Those of you who subscribe to HousingWire Magazine have hopefully received our second issue of the publication -- if not, it's likely on the mail truck as I write this. And as good as our first issue was, I think the second issue is even better. We're hearing just that, too, as readers send in their comments, so thanks for letting us know what you think -- one reader said the second issue was a "can't put it down" kind of read. And that's exactly what we're shooting for with each issue. For those of you considering a subscription, here's a look at what's in just this month's issue alone:
  • The cover story looks at the future of housing finance in America, and in particular at what lie ahead for the twin mortgage finance giants, Fannie Mae and Freddie Mac.
  • An exclusive feature looks at a stalled agreement to reform appraisals, known as the Home Valuation Code of Conduct; the agreement is set to go into effect in January, yet nobody is talking about how the code is to be implemented. We look at what lies ahead for property valuations, as a result of the federal takeover of the GSEs.
  • Another exclusive looks at seller-funded downpayment assistance, and its effect on the nation's mortgage market, while wondering what the future of the controversial program really is. You didn't think such a politically-charged program was going to go quietly into that good night, did you?
  • An exclusive study by researchers at First American CoreLogic uses some pretty cool data to look at the proverbial "chicken versus egg" problem in housing: whether home price declines cause defaults, or the other way around. The answer here is telling for policymakers.
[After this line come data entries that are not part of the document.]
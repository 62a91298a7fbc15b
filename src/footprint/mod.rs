//! Footprint input model.
//!
//! A [`Footprint`] is a placed component's drawing geometry plus its pad set,
//! as produced by the upstream board-data normaliser. The sizing pipeline
//! only reads it.
//!
//! # Document Format
//!
//! ```text
//! {
//!   "footprints": [
//!     {
//!       "package": "SOT-23",
//!       "value": "BC847",
//!       "drawings": [{"type": "segment", "start": [0, 0], "end": [1, 0]}, ...],
//!       "contacts": [{"type": "SMD", "center": [0, 0], "size": [0.6, 0.7]}, ...]
//!     }
//!   ]
//! }
//! ```
//!
//! A bare array of footprints is accepted too.

pub mod primitives;

use std::path::Path;

use serde::{Deserialize, Serialize};
use serde_json::Value;

pub use primitives::{ContactItem, ContactKind, ContactSize, DrawingPrimitive};

use crate::error::InputError;
use crate::geometry::Point;

/// A placed component footprint.
#[derive(Debug, Clone, PartialEq, Serialize, Deserialize)]
pub struct Footprint {
    /// Free-text package label (e.g. "SOT-23", "C0603").
    #[serde(default)]
    pub package: String,

    /// Component value label; sometimes carries package information.
    #[serde(default, alias = "value_name")]
    pub value: String,

    /// Placement rotation in degrees.
    #[serde(default)]
    pub orientation: f64,

    /// Placement position on the board.
    #[serde(default)]
    pub position: Point,

    /// Board layer index the component sits on.
    #[serde(default)]
    pub layer: i32,

    /// Drawing primitives, in source order.
    #[serde(default)]
    pub drawings: Vec<DrawingPrimitive>,

    /// Pads, in source order.
    #[serde(default)]
    pub contacts: Vec<ContactItem>,
}

impl Footprint {
    /// Creates an empty footprint with the given package label.
    #[must_use]
    pub fn new(package: impl Into<String>) -> Self {
        Self {
            package: package.into(),
            value: String::new(),
            orientation: 0.0,
            position: Point::default(),
            layer: 0,
            drawings: Vec::new(),
            contacts: Vec::new(),
        }
    }

    /// Sets the value label.
    #[must_use]
    pub fn with_value(mut self, value: impl Into<String>) -> Self {
        self.value = value.into();
        self
    }

    /// Adds a drawing primitive.
    pub fn add_drawing(&mut self, drawing: DrawingPrimitive) {
        self.drawings.push(drawing);
    }

    /// Adds a contact.
    pub fn add_contact(&mut self, contact: ContactItem) {
        self.contacts.push(contact);
    }
}

/// Outcome of decoding a footprint document: every footprint that decoded,
/// plus one error per footprint that did not.
#[derive(Debug, Default)]
pub struct FootprintDocument {
    /// Successfully decoded footprints, in document order.
    pub footprints: Vec<Footprint>,
    /// Per-footprint decoding failures.
    pub rejected: Vec<InputError>,
}

/// Decodes a footprint document.
///
/// Each footprint is decoded on its own so that an unrecognised primitive
/// only costs that footprint.
///
/// # Errors
///
/// Returns an error if the document itself is not valid JSON or has neither
/// a `footprints` array nor a top-level array.
pub fn parse_document(source: &str, text: &str) -> Result<FootprintDocument, InputError> {
    let root: Value = serde_json::from_str(text).map_err(|e| InputError::Malformed {
        source_name: source.to_string(),
        source: e,
    })?;

    let entries = match root {
        Value::Array(items) => items,
        Value::Object(mut map) => match map.remove("footprints") {
            Some(Value::Array(items)) => items,
            _ => {
                return Err(InputError::MissingFootprints {
                    source_name: source.to_string(),
                })
            }
        },
        _ => {
            return Err(InputError::MissingFootprints {
                source_name: source.to_string(),
            })
        }
    };

    let mut document = FootprintDocument::default();
    for (index, entry) in entries.into_iter().enumerate() {
        let package = entry
            .get("package")
            .and_then(Value::as_str)
            .unwrap_or_default()
            .to_string();
        match serde_json::from_value::<Footprint>(entry) {
            Ok(fp) => document.footprints.push(fp),
            Err(e) => {
                tracing::warn!(source, index, package = %package, error = %e, "Skipping undecodable footprint");
                document.rejected.push(InputError::InvalidFootprint {
                    source_name: source.to_string(),
                    index,
                    package,
                    source: e,
                });
            }
        }
    }
    Ok(document)
}

/// Reads and decodes a footprint document from disk.
///
/// # Errors
///
/// Returns an error if the file cannot be read or is not a footprint
/// document.
pub fn read_document(path: &Path) -> Result<FootprintDocument, InputError> {
    let text = std::fs::read_to_string(path).map_err(|e| InputError::ReadError {
        path: path.to_path_buf(),
        source: e,
    })?;
    parse_document(&path.display().to_string(), &text)
}
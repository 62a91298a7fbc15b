//! Cleanup of non-body regions and selection of the package envelope.

use std::collections::BTreeSet;

use crate::geometry::ops::{polygons_intersect, polyline_intersects_polygon};
use crate::geometry::{convex_hull, minimum_area_rectangle, OrientedRect, Point, Polygon, Polyline};

use super::assigner::PadAssignment;
use super::region::{RegionId, RegionPool};
use super::{PackageSize, BOUNDARY_COVERAGE};

/// Regions left after cleanup, and what was removed.
#[derive(Debug, Clone, Default, PartialEq)]
pub struct Cleanup {
    /// Regions that may describe the package body.
    pub regions: RegionPool,
    /// Regions removed as pad tracings.
    pub pad_tracings: Vec<RegionId>,
    /// Circles removed as isolated (typically mounting holes).
    pub isolated_circles: Vec<RegionId>,
}

/// Removes claimed pad tracings and isolated circles.
///
/// A circle survives if it touches the outline of any other surviving region
/// or the convex hull of the open line work. When nothing else is left to
/// compare against, circles are kept.
#[must_use]
pub fn cleanup(regions: &RegionPool, assignment: &PadAssignment, open: &[Polyline]) -> Cleanup {
    let pad_tracings: Vec<RegionId> = assignment.claims.iter().map(|c| c.region).collect();
    let survivors = regions.without(&pad_tracings.iter().copied().collect());

    let open_points: Vec<Point> = open.iter().flat_map(|l| l.points().iter().copied()).collect();
    let open_hull = Polygon::new(convex_hull(&open_points));
    let has_open = !open_hull.vertices().is_empty();

    let mut isolated_circles = Vec::new();
    for circle in survivors.iter().filter(|r| r.is_circle()) {
        let others: Vec<Polyline> = survivors
            .iter()
            .filter(|r| r.id() != circle.id())
            .map(|r| r.shape().boundary())
            .collect();
        if others.is_empty() && !has_open {
            continue;
        }

        let touches_region = others
            .iter()
            .any(|b| polyline_intersects_polygon(b, circle.shape()));
        let touches_open = has_open && polygons_intersect(&open_hull, circle.shape());
        if !touches_region && !touches_open {
            isolated_circles.push(circle.id());
        }
    }

    let removed: BTreeSet<RegionId> = isolated_circles.iter().copied().collect();
    let regions = survivors.without(&removed);
    tracing::debug!(
        pad_tracings = pad_tracings.len(),
        isolated_circles = isolated_circles.len(),
        remaining = regions.len(),
        "Cleaned up closed regions"
    );

    Cleanup {
        regions,
        pad_tracings,
        isolated_circles,
    }
}

/// Which rectangle was chosen as the package envelope.
#[derive(Debug, Clone, Copy, PartialEq, Eq, serde::Serialize)]
#[serde(rename_all = "snake_case")]
pub enum BoundarySource {
    /// The oriented rectangle of the largest closed region.
    LargestRegion,
    /// The oriented rectangle of all remaining geometry.
    Overall,
}

/// The selected package envelope.
#[derive(Debug, Clone, PartialEq)]
pub struct Boundary {
    /// Chosen envelope; `None` when there was no geometry at all.
    pub envelope: Option<OrientedRect>,
    /// Envelope of all remaining geometry.
    pub overall: Option<OrientedRect>,
    /// Which rectangle was chosen.
    pub source: BoundarySource,
    /// Body size derived from the envelope.
    pub size: PackageSize,
}

/// Chooses the package envelope from the cleaned regions and open line work.
///
/// The largest region's rectangle is used if it covers more than
/// [`BOUNDARY_COVERAGE`] of the overall rectangle's area.
#[must_use]
pub fn select_boundary(regions: &RegionPool, open: &[Polyline]) -> Boundary {
    let all_points: Vec<Point> = regions
        .iter()
        .flat_map(|r| r.shape().vertices().iter().copied())
        .chain(open.iter().flat_map(|l| l.points().iter().copied()))
        .collect();
    let overall = minimum_area_rectangle(&all_points);

    let candidate = regions.largest().and_then(|r| r.shape().minimum_rectangle());

    let (envelope, source) = match (candidate, overall) {
        (Some(c), Some(o)) if o.area() > 0.0 && c.area() / o.area() > BOUNDARY_COVERAGE => {
            (Some(c), BoundarySource::LargestRegion)
        }
        _ => (overall, BoundarySource::Overall),
    };

    let size = envelope.map_or_else(PackageSize::default, |rect| {
        let (a, b) = rect.edge_lengths();
        PackageSize::new(a, b)
    });

    Boundary {
        envelope,
        overall,
        source,
        size,
    }
}
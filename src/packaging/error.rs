//! Error types for package database loading.

use std::io;
use std::path::PathBuf;
use thiserror::Error;

/// Result type for database operations.
pub type DatabaseResult<T> = Result<T, DatabaseError>;

/// Errors that can occur while loading the package database.
#[derive(Debug, Error)]
pub enum DatabaseError {
    /// Failed to open or read the file.
    #[error("Failed to read package database: {path}")]
    FileRead {
        /// Path to the file.
        path: PathBuf,
        /// Underlying I/O error.
        #[source]
        source: io::Error,
    },

    /// The encoding label is not known to the decoder.
    #[error("Unknown text encoding: {label}")]
    UnknownEncoding {
        /// The label as configured.
        label: String,
    },

    /// The header row has too few columns.
    #[error("Package database needs at least {expected} columns, got {actual}")]
    TooFewColumns {
        /// Required column count.
        expected: usize,
        /// Column count found in the header.
        actual: usize,
    },

    /// A row could not be parsed as delimited text.
    #[error("Malformed package database row")]
    Csv {
        /// Underlying CSV error.
        #[from]
        source: csv::Error,
    },

    /// A dimension cell is not a number.
    #[error("Invalid {column} '{value}' on line {line}")]
    InvalidDimension {
        /// Column name ("length" or "width").
        column: &'static str,
        /// Offending cell content.
        value: String,
        /// 1-based line number.
        line: u64,
    },
}

impl DatabaseError {
    /// Creates a file read error.
    pub fn file_read(path: impl Into<PathBuf>, source: io::Error) -> Self {
        Self::FileRead {
            path: path.into(),
            source,
        }
    }

    /// Creates an unknown encoding error.
    pub fn unknown_encoding(label: impl Into<String>) -> Self {
        Self::UnknownEncoding {
            label: label.into(),
        }
    }
}

#[cfg(test)]
mod tests {
    use super::*;

    #[test]
    fn error_display() {
        let err = DatabaseError::TooFewColumns {
            expected: 8,
            actual: 3,
        };
        assert_eq!(
            err.to_string(),
            "Package database needs at least 8 columns, got 3"
        );
    }

    #[test]
    fn unknown_encoding_display() {
        let err = DatabaseError::unknown_encoding("klingon");
        assert_eq!(err.to_string(), "Unknown text encoding: klingon");
    }
}
//! This crate implements a size- and time-bounded batching stage.
//! Items pulled from an input channel are grouped into batches and pushed to
//! an output channel, flushing when a batch is full, when a timer fires, or
//! when the input stream ends.

pub mod types; // Item and batch types flowing through the aggregator.
pub mod error; // Errors surfaced by the aggregator.
pub mod batch; // Batch engine, tick sources and the aggregator worker.
pub mod config; // Defines and loads host configuration.

// Re-export commonly used types and entry points for easier access.
pub use types::*;
pub use error::AggregatorError;
pub use config::Config;
pub use batch::{Aggregator, AggregatorHandle, AggregatorStats, run, run_with_interval, run_with_timer};
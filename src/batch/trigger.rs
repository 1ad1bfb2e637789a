//! Batch Trigger Module
//!
//! Names the condition that sealed a batch and keeps per-worker counters.

use serde::Serialize;
use std::fmt;

/// Why a batch left the aggregator
#[derive(Debug, Clone, Copy, PartialEq, Eq, Hash)]
pub enum FlushTrigger {
    /// The batch reached capacity
    Full,
    /// The flush timer fired with a non-empty batch pending
    Tick,
    /// The input stream ended with a non-empty batch pending
    StreamEnd,
}

impl fmt::Display for FlushTrigger {
    fn fmt(&self, f: &mut fmt::Formatter<'_>) -> fmt::Result {
        match self {
            FlushTrigger::Full => write!(f, "full"),
            FlushTrigger::Tick => write!(f, "tick"),
            FlushTrigger::StreamEnd => write!(f, "stream end"),
        }
    }
}

/// Counters reported when a worker terminates
#[derive(Debug, Clone, Copy, Default, PartialEq, Eq, Serialize)]
pub struct AggregatorStats {
    pub items_received: u64,
    pub batches_emitted: u64,
    pub full_flushes: u64,
    pub tick_flushes: u64,
    pub stream_end_flushes: u64,
    /// Ticks that found nothing to flush
    pub idle_ticks: u64,
}

impl AggregatorStats {
    pub(crate) fn record_item(&mut self) {
        self.items_received += 1;
    }

    pub(crate) fn record_idle_tick(&mut self) {
        self.idle_ticks += 1;
    }

    /// Count a batch that was handed to the output stream
    pub(crate) fn record_flush(&mut self, trigger: FlushTrigger) {
        self.batches_emitted += 1;
        match trigger {
            FlushTrigger::Full => self.full_flushes += 1,
            FlushTrigger::Tick => self.tick_flushes += 1,
            FlushTrigger::StreamEnd => self.stream_end_flushes += 1,
        }
    }
}
//! Batch Aggregation Module
//!
//! This module handles grouping items into batches:
//! - BatchEngine: Owns the in-progress batch and seals it at capacity
//! - Trigger: Names why a batch was flushed and counts flushes
//! - Ticker: Tick sources for timed mode
//! - Orchestrator: The worker task wiring input, engine, ticker and output

mod engine;
mod trigger;
mod ticker;
pub mod orchestrator;


pub use engine::BatchEngine;
pub use trigger::{AggregatorStats, FlushTrigger};
pub use ticker::{IntervalTicker, MAX_TICK_PERIOD, ManualTicker, TickSource, TickTrigger, manual_ticker};
pub use orchestrator::{Aggregator, AggregatorHandle, run, run_with_interval, run_with_timer};
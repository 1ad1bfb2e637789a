//! Tick Source Module
//!
//! Periodic wakeups for timed mode. A tick source is polled alongside the
//! input stream and is stopped exactly once, when the worker exits.

use crate::AggregatorError;
use async_trait::async_trait;
use tokio::sync::mpsc;
use tokio::sync::mpsc::error::TrySendError;
use tokio::time::{Duration, Instant, Interval, MissedTickBehavior, interval_at};
use tracing::debug;

/// Source of flush ticks for a timed aggregator
///
/// `tick` must be cancel safe: the worker races it against the input stream
/// and drops whichever future loses.
#[async_trait]
pub trait TickSource: Send {
    /// Wait for the next tick
    async fn tick(&mut self);

    /// Release the timer. Consumes the source, so it can only happen once.
    fn stop(self)
    where
        Self: Sized;

    /// Fixed tick period, if the source has one
    fn period(&self) -> Option<Duration> {
        None
    }
}

/// Longest period an [`IntervalTicker`] honors; larger values are clamped
///
/// Roughly 30 years.
pub const MAX_TICK_PERIOD: Duration = Duration::from_secs(86400 * 365 * 30);

/// Tick source backed by a tokio [`Interval`]
///
/// The first tick fires one full period after creation, not immediately.
#[derive(Debug)]
pub struct IntervalTicker {
    interval: Interval,
    period: Duration,
}

impl IntervalTicker {
    /// Creates a ticker firing every `period`
    ///
    /// Periods above [`MAX_TICK_PERIOD`] are clamped to it. Must be called
    /// from within a Tokio runtime.
    pub fn new(period: Duration) -> Result<Self, AggregatorError> {
        if period.is_zero() {
            return Err(AggregatorError::InvalidTickInterval);
        }
        let period = period.min(MAX_TICK_PERIOD);
        let start = Instant::now()
            .checked_add(period)
            .ok_or(AggregatorError::InvalidTickInterval)?;
        let mut interval = interval_at(start, period);
        // Ticks missed while blocked on a slow consumer are not replayed in a burst
        interval.set_missed_tick_behavior(MissedTickBehavior::Delay);
        Ok(Self { interval, period })
    }
}

#[async_trait]
impl TickSource for IntervalTicker {
    async fn tick(&mut self) {
        self.interval.tick().await;
    }

    fn stop(self) {
        debug!("Interval ticker stopped (period {:?})", self.period);
    }

    fn period(&self) -> Option<Duration> {
        Some(self.period)
    }
}

/// Tick source that only fires when its [`TickTrigger`] is pulled
///
/// Pending ticks coalesce: firing twice before the worker notices yields a
/// single tick. If the trigger is dropped the source never fires again.
#[derive(Debug)]
pub struct ManualTicker {
    ticks: mpsc::Receiver<()>,
}

/// Fires ticks into a paired [`ManualTicker`]
#[derive(Debug, Clone)]
pub struct TickTrigger {
    ticks: mpsc::Sender<()>,
}

/// Create a connected trigger / ticker pair
pub fn manual_ticker() -> (TickTrigger, ManualTicker) {
    let (tx, rx) = mpsc::channel(1);
    (TickTrigger { ticks: tx }, ManualTicker { ticks: rx })
}

impl TickTrigger {
    /// Request a tick
    ///
    /// Returns `false` once the ticker has been stopped.
    pub fn fire(&self) -> bool {
        match self.ticks.try_send(()) {
            Ok(()) | Err(TrySendError::Full(())) => true,
            Err(TrySendError::Closed(())) => false,
        }
    }

    /// Whether the paired ticker has been stopped (or dropped)
    pub fn is_stopped(&self) -> bool {
        self.ticks.is_closed()
    }
}

#[async_trait]
impl TickSource for ManualTicker {
    async fn tick(&mut self) {
        if self.ticks.recv().await.is_none() {
            // Every trigger is gone; no tick can ever arrive
            std::future::pending::<()>().await;
        }
    }

    fn stop(mut self) {
        self.ticks.close();
        debug!("Manual ticker stopped");
    }
}
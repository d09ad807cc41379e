use crate::adapter::{ApiError, BundleUnbinder, WorkspaceApi};
use crate::report::{CleanupOutcome, CleanupReport, RunStatus, StepRecord};
use ragops_core::CleanupConfig;
use serde::{Deserialize, Serialize};
use tracing::{error, info, warn};

/// First-argument values meaning "not configured yet".
pub const PLACEHOLDER_VALUES: [&str; 3] = ["", "your-app-name", "your_index_name"];

/// `None` stands for a null argument and is a placeholder too.
pub fn is_placeholder(value: Option<&str>) -> bool {
    match value {
        None => true,
        Some(v) => PLACEHOLDER_VALUES.contains(&v),
    }
}

#[derive(Debug, Clone, Copy, PartialEq, Eq, Serialize, Deserialize)]
#[serde(rename_all = "snake_case")]
pub enum ResourceKind {
    App,
    ServingEndpoint,
    VectorIndex,
    VectorEndpoint,
    Table,
    Experiment,
    ModelVersion,
    RegisteredModel,
    Volume,
}

/// What a step deletes, with the arguments its delete call takes.
#[derive(Debug, Clone, PartialEq, Eq)]
pub enum ResourceTarget {
    App { name: String },
    ServingEndpoint { name: String },
    VectorIndex { index_name: String },
    VectorEndpoint { endpoint_name: String },
    Table { full_name: String },
    /// Resolved to an experiment id at delete time.
    Experiment { path: String },
    ModelVersion { full_name: String, version: u64 },
    RegisteredModel { full_name: String },
    Volume { full_name: String },
}

impl ResourceTarget {
    pub fn kind(&self) -> ResourceKind {
        match self {
            ResourceTarget::App { .. } => ResourceKind::App,
            ResourceTarget::ServingEndpoint { .. } => ResourceKind::ServingEndpoint,
            ResourceTarget::VectorIndex { .. } => ResourceKind::VectorIndex,
            ResourceTarget::VectorEndpoint { .. } => ResourceKind::VectorEndpoint,
            ResourceTarget::Table { .. } => ResourceKind::Table,
            ResourceTarget::Experiment { .. } => ResourceKind::Experiment,
            ResourceTarget::ModelVersion { .. } => ResourceKind::ModelVersion,
            ResourceTarget::RegisteredModel { .. } => ResourceKind::RegisteredModel,
            ResourceTarget::Volume { .. } => ResourceKind::Volume,
        }
    }

    /// Positional arguments, in the order the delete call receives them.
    pub fn args(&self) -> Vec<String> {
        match self {
            ResourceTarget::App { name } | ResourceTarget::ServingEndpoint { name } => {
                vec![name.clone()]
            }
            ResourceTarget::VectorIndex { index_name } => vec![index_name.clone()],
            ResourceTarget::VectorEndpoint { endpoint_name } => vec![endpoint_name.clone()],
            ResourceTarget::Experiment { path } => vec![path.clone()],
            ResourceTarget::ModelVersion { full_name, version } => {
                vec![full_name.clone(), version.to_string()]
            }
            ResourceTarget::Table { full_name }
            | ResourceTarget::RegisteredModel { full_name }
            | ResourceTarget::Volume { full_name } => vec![full_name.clone()],
        }
    }
}

/// One step of the teardown plan.
#[derive(Debug, Clone, PartialEq, Eq)]
pub struct ResourceAction {
    pub name: String,
    pub target: ResourceTarget,
    /// A non-absence failure of a critical step halts the run.
    pub critical: bool,
}

impl ResourceAction {
    pub fn critical(name: impl Into<String>, target: ResourceTarget) -> Self {
        Self {
            name: name.into(),
            target,
            critical: true,
        }
    }

    pub fn non_critical(name: impl Into<String>, target: ResourceTarget) -> Self {
        Self {
            name: name.into(),
            target,
            critical: false,
        }
    }

    /// Whether the first argument is unset, so the step would be skipped.
    pub fn is_placeholder(&self) -> bool {
        let args = self.target.args();
        is_placeholder(args.first().map(String::as_str))
    }
}

#[derive(Debug, thiserror::Error)]
pub enum CleanupError {
    #[error("authentication check failed: {0}")]
    Authentication(#[source] ApiError),

    #[error("{action} failed: {source}")]
    Critical {
        action: String,
        #[source]
        source: ApiError,
    },
}

/// Result of the pre-flight identity and schema probe.
#[derive(Debug, Clone, PartialEq, Eq)]
pub struct PermissionCheck {
    pub user_name: String,
    pub schema_reachable: bool,
}
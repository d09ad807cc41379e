//! Vector index provisioning and alias rollback against an in-memory workspace.

mod common;

use common::{FakeState, FakeWorkspace};
use ragops_core::{IndexConfig, RollbackConfig, Settings};
use ragops_runtime::adapter::IndexStatus;
use ragops_runtime::{
    PollError, ProvisionError, RollbackOutcome, ensure_vector_index, rollback_alias,
};

fn index_config() -> IndexConfig {
    let settings = Settings::from_flag_pairs([
        "--table_name",
        "main.rag.docs",
        "--vs_index_name",
        "main.rag.docs_index",
        "--vs_endpoint_name",
        "vs-endpoint",
        "--embedding_llm_model",
        "databricks-gte-large-en",
        "--poll_interval_secs",
        "20",
        "--poll_timeout_secs",
        "300",
    ]);
    IndexConfig::from_settings(&settings).unwrap()
}

fn pending(message: &str) -> IndexStatus {
    IndexStatus {
        ready: false,
        message: message.to_string(),
    }
}

fn ready(message: &str) -> IndexStatus {
    IndexStatus {
        ready: true,
        message: message.to_string(),
    }
}

#[tokio::test(start_paused = true)]
async fn test_creates_missing_endpoint_and_index() {
    let api = FakeWorkspace::new(FakeState {
        endpoint_states: ["PROVISIONING", "PROVISIONING", "ONLINE"]
            .into_iter()
            .map(String::from)
            .collect(),
        index_statuses: [
            pending("PROVISIONING_INITIAL_SNAPSHOT"),
            ready("ONLINE_NO_PENDING_UPDATE"),
        ]
        .into_iter()
        .collect(),
        ..Default::default()
    });

    let result = ensure_vector_index(&api, &index_config()).await.unwrap();
    assert!(result.endpoint_created);
    assert!(result.index_created);
    assert_eq!(result.status_message, "ONLINE_NO_PENDING_UPDATE");

    let calls = api.calls();
    let endpoint_probes = calls
        .iter()
        .filter(|c| c.starts_with("get_vector_endpoint"))
        .count();
    assert_eq!(endpoint_probes, 3);

    let state = api.state.lock().unwrap();
    assert_eq!(state.created_indexes.len(), 1);
    let spec = &state.created_indexes[0];
    assert_eq!(spec.name, "main.rag.docs_index");
    assert_eq!(spec.endpoint_name, "vs-endpoint");
    assert_eq!(spec.source_table, "main.rag.docs");
    assert_eq!(spec.primary_key, "id");
    assert_eq!(spec.pipeline_type, "TRIGGERED");
    assert_eq!(spec.embedding_source_column, "description");
    assert_eq!(spec.embedding_model_endpoint_name, "databricks-gte-large-en");
    assert!(state.synced_indexes.is_empty());
}

#[tokio::test(start_paused = true)]
async fn test_existing_index_is_synced() {
    let mut state = FakeState::default();
    state.vector_endpoints.insert("vs-endpoint".to_string());
    state.vector_indexes.insert("main.rag.docs_index".to_string());
    let api = FakeWorkspace::new(state);

    let result = ensure_vector_index(&api, &index_config()).await.unwrap();
    assert!(!result.endpoint_created);
    assert!(!result.index_created);
    assert!(!api.called("create_vector_endpoint"));
    assert!(!api.called("create_delta_sync_index"));

    let state = api.state.lock().unwrap();
    assert_eq!(state.synced_indexes, vec!["main.rag.docs_index".to_string()]);
}

#[tokio::test(start_paused = true)]
async fn test_index_error_status_fails() {
    let mut state = FakeState::default();
    state.vector_endpoints.insert("vs-endpoint".to_string());
    state.index_statuses = [pending("PROVISIONING"), pending("ERROR: source table missing")]
        .into_iter()
        .collect();
    let api = FakeWorkspace::new(state);

    let err = ensure_vector_index(&api, &index_config()).await.unwrap_err();
    match err {
        ProvisionError::Poll(PollError::Failed { message, .. }) => {
            assert!(message.contains("source table missing"));
        }
        other => panic!("unexpected error: {other:?}"),
    }
}

#[tokio::test(start_paused = true)]
async fn test_index_never_ready_times_out() {
    let mut state = FakeState::default();
    state.vector_endpoints.insert("vs-endpoint".to_string());
    state.index_statuses = [pending("PROVISIONING")].into_iter().collect();
    let api = FakeWorkspace::new(state);

    let err = ensure_vector_index(&api, &index_config()).await.unwrap_err();
    assert!(matches!(
        err,
        ProvisionError::Poll(PollError::TimedOut { .. })
    ));
}

fn rollback_config() -> RollbackConfig {
    let settings = Settings::from_flag_pairs([
        "--model_name",
        "main.rag.agent",
        "--alias",
        "champion",
    ]);
    RollbackConfig::from_settings(&settings).unwrap()
}

fn with_versions(versions: Vec<u64>, current: u64) -> FakeWorkspace {
    let mut state = FakeState::default();
    state
        .models
        .insert("main.rag.agent".to_string(), ("agent".to_string(), versions));
    state.aliases.insert(
        ("main.rag.agent".to_string(), "champion".to_string()),
        current,
    );
    FakeWorkspace::new(state)
}

#[tokio::test]
async fn test_rollback_moves_to_previous_version() {
    let api = with_versions(vec![1, 4, 7], 7);
    let outcome = rollback_alias(&api, &rollback_config()).await.unwrap();

    assert_eq!(outcome, RollbackOutcome::RolledBack { from: 7, to: 4 });
    assert!(api.called("set_registered_model_alias main.rag.agent champion 4"));
}

#[tokio::test]
async fn test_rollback_on_oldest_version_is_noop() {
    let api = with_versions(vec![1, 2], 1);
    let outcome = rollback_alias(&api, &rollback_config()).await.unwrap();

    assert_eq!(outcome, RollbackOutcome::AlreadyOldest { version: 1 });
    assert!(!api.called("set_registered_model_alias"));
}

#[tokio::test]
async fn test_rollback_without_alias_fails() {
    let api = with_versions(vec![1, 2], 2);
    api.state.lock().unwrap().aliases.clear();

    let err = rollback_alias(&api, &rollback_config()).await.unwrap_err();
    assert!(matches!(err, ProvisionError::Api(e) if e.is_absent()));
}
  • An in-depth timeline of the events that have made the past 24 months of financial crisis unlike any other time in our nation's history.
  • We tackle some issues in mark-to-market accounting, including a look at how the controversial accounting standard is actually helping keep some REITs afloat in an adverse credit environment.
  • Linda Lowell looks at the confidence drain, and how the government's actions have had serious unintended consequences for market participants.
  • Rick Grant looks at the difficulties in managing a transition to FHA lending for most loan officers and brokers.
  • Rolfe Winkler from Option Armageddon takes a prescient look at the difficult future ahead for Florida's Bank United.
There's much, much more, too, including a look at pending bankruptcy reform, and a look at how rent-skimming is affecting investors. Think about the magazines you read for business intelligence in the mortgage and housing sector, and then go back and look at the list above. I know it sounds like an advertisement (and maybe it is), but there really isn't any other magazine out there that covers the ins and outs of the mortgage and housing market to the level that HousingWire Magazine does. Nothing else provides the level of analysis and in-depth coverage -- and thousands of subscribers so far can't be wrong. If you don't already subscribe, I think you're going to want to. And soon. Our January/February issue, getting ready to hit the presses right now, is chock-full of interviews with some of the nation's top economists and bank analysts, weighing in on what 2009 will look like for lenders and servicers, as well as investors. We're also taking a hard-hitting look at foreclosure moratoria, and their effect on the market. And we're including a special report that looks at the challenges involved in managing vacant properties after foreclosure, a growing problem for many cities. Just $149 gets you an entire year of our exclusive coverage, and content you won't find even on our own website -- try finding this level of content for that price at any other publication in the mortgage or investment space. It's stuff you simply can't read anywhere else. At any rate, if you can't tell, I'm passionate about the magazine and seeing it succeed. As I think about next year, I'm so incredibly grateful to the millions upon millions of people that have supported the growth of the first independent source of market analysis for the mortgage market -- whether you read us in print or online, or both.